Special Considerations

  • May be entitled to special monthly compensation where the Veteran has a single service-connected disability rated as 100% with additional service-connected disability or disabilities independently ratable at 60% or more, which are separate and distinct from the 100% service-connected disability and involves different anatomical segments or bodily systems. See  38 CFR 3.350(i)(1) – Special Monthly Compensation (SMC).

  • A report of the Institute of Medicine of the National Academy of Sciences has identified some long-term health effects, listed in the table embedded within 38 CFR 3.317(d), that potentially are associated with the infectious diseases listed in 38 CFR 3.317(c)(2). These health effects and diseases are listed alphabetically and are not categorized by the level of association stated in the National Academy of Sciences report. If a veteran who has or had an infectious disease identified in column A also has a condition identified in column B as potentially related to that infectious disease, VA must determine, based on the evidence in each case, whether the column B condition was caused by the infectious disease for purposes of paying disability compensation. This does not preclude a finding that other manifestations of disability or secondary conditions were caused by an infectious disease. See 38 CFR 3.317(d) - Long-term health effects potentially associated with infectious diseases.

  • If a veteran presumed service connected for one of the diseases listed in 38 CFR 3.317(c)(2) is diagnosed with one of the diseases listed in column “B” in the table embedded within 38 CFR 3.317(d)  within the time period specified for the disease in the same table, if a time period is specified or, otherwise, at any time, VA will request a medical opinion as to whether it is at least as likely as not that the condition was caused by the veteran having had the associated disease in column “A” in that same table. See 38 CFR 3.317(d) - Long-term health effects potentially associated with infectious diseases.

  • Chronic, or recurring, suppural.;,tive osteomyelitis, once clinically identified, including chronic inflammation of bone marrow, cortex, or periosteum, should be considered as a continuously disabling process, whether or not an actively discharging sinus or other obvious evidence of infection is manifest from time to time, and unless the focus is entirely removed by amputation will entitle to a permanent rating to be combined with other ratings for residual conditions, however, not exceeding amputation ratings at the site of election.

Notes

  • For VA compensation purposes, diagnostic imaging studies include, but are not limited to, conventional radiography (X-ray), computed tomography (CT), magnetic resonance imaging (MRI), positron emission tomography (PET), radionuclide bone scanning, or ultrasonography

  • Separately evaluate loss of vocal articulation, loss of smell, loss of taste, neurological impairment, respiratory dysfunction, and other impairments under the appropriate diagnostic code and combine under 38 CFR 4.25 for each separately rated condition.

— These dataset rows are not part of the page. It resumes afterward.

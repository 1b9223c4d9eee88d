//! Conversion cost - the ranking value behind overload resolution.
//!
//! Every (argument, parameter) pair of every candidate function gets one
//! [`ConversionCost`] describing how the argument reaches the parameter
//! type. Candidates are then ranked by comparing costs pairwise.
//!
//! A cost is either `NoConversion` (the argument cannot reach the parameter
//! at all) or a [`SequenceCost`] carrying the rank of the implicit
//! conversion sequence plus the tie-break data the comparison rules need.
//! The split is deliberate: mutators exist only on `SequenceCost`, so the
//! "no conversion" sentinel cannot be refined by construction.
//!
//! Comparison is a partial preorder, not a total order: two costs can be
//! incomparable, which surfaces as `Ordering::Equal` and means "neither is
//! strictly better". In overload resolution that reads as ambiguity unless
//! another candidate wins outright.

use std::cmp::Ordering;

use cxxsema_core::{
    ConstantValue, DataType, Qualifiers, TypeHash, basic_kind, BasicKind, QUALIFICATION_DEPTH,
};

/// Rank of an implicit conversion sequence. Lower is better.
///
/// The ordering is the standard's: exact match beats promotion beats
/// conversion; a pointer-to-bool conversion ranks below other standard
/// conversions; any user-defined sequence ranks below any standard one;
/// ellipsis below that; `NoMatch` means no sequence exists.
#[derive(Debug, Clone, Copy, PartialEq, Eq, PartialOrd, Ord, Hash)]
pub enum Rank {
    Identity,
    Promotion,
    Conversion,
    ConversionPtrBool,
    UserDefined,
    Ellipsis,
    NoMatch,
}
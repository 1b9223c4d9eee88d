//! Core types for the cxxsema semantic-analysis engine.
//!
//! This crate defines the vocabulary the conversion-ranking engine speaks:
//!
//! - [`TypeHash`]: deterministic 64-bit identity for types and functions
//! - [`DataType`]: a complete type (qualifiers, indirection, references)
//! - [`BasicKind`]: classification of the fundamental arithmetic types
//! - [`Argument`] / [`ValueCategory`] / [`ConstantValue`]: the value model
//!   of call arguments
//! - entry types ([`ClassEntry`], [`EnumEntry`], [`FunctionEntry`], ...)
//!   that the registry stores
//! - [`Span`] and the error enums
//!
//! Nothing here performs analysis; the ranking engine lives in
//! `cxxsema-overload` and the storage in `cxxsema-registry`.

mod basic;
mod data_type;
mod entries;
mod error;
mod span;
mod type_hash;
mod value;

pub use basic::{BasicKind, basic_kind, builtin_hash};
pub use data_type::{DataType, QUALIFICATION_DEPTH, Qualifiers, RefKind};
pub use entries::{
    BasicEntry, ClassEntry, EnumEntry, FunctionDef, FunctionEntry, FunctionKind, Param, TypeEntry,
};
pub use error::{RegistrationError, SemaError};
pub use span::Span;
pub use type_hash::{TypeHash, builtins, hash_constants};
pub use value::{Argument, ConstantValue, ValueCategory};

  • A rating of 10 percent, as an exception to the amputation rule, is to be assigned in any case of active osteomyelitis where the amputation rating for the affected part is no percent. This 10 percent rating and the other partial ratings of 30 percent or less are to be combined with ratings for ankylosis, limited motion, nonunion or malunion, shortening, etc., subject, of course, to the amputation rule. The 60 percent rating, as it is based on constitutional symptoms, is not subject to the amputation rule. A rating for osteomyelitis will not be applied following cure by removal or radical resection of the affected bone.

  • The 20 percent rating on the basis of activity within the past 5 years is not assignable following the initial infection of active osteomyelitis with no subsequent reactivation. The prerequisite for this historical rating is an established recurrent osteomyelitis. To qualify for the 10 percent rating, 2 or more episodes following the initial infection are required. This 20 percent rating or the 10 percent rating, when applicable, will be assigned once only to cover disability at all sites of previously active infection with a future ending date in the case of the 20 percent rating.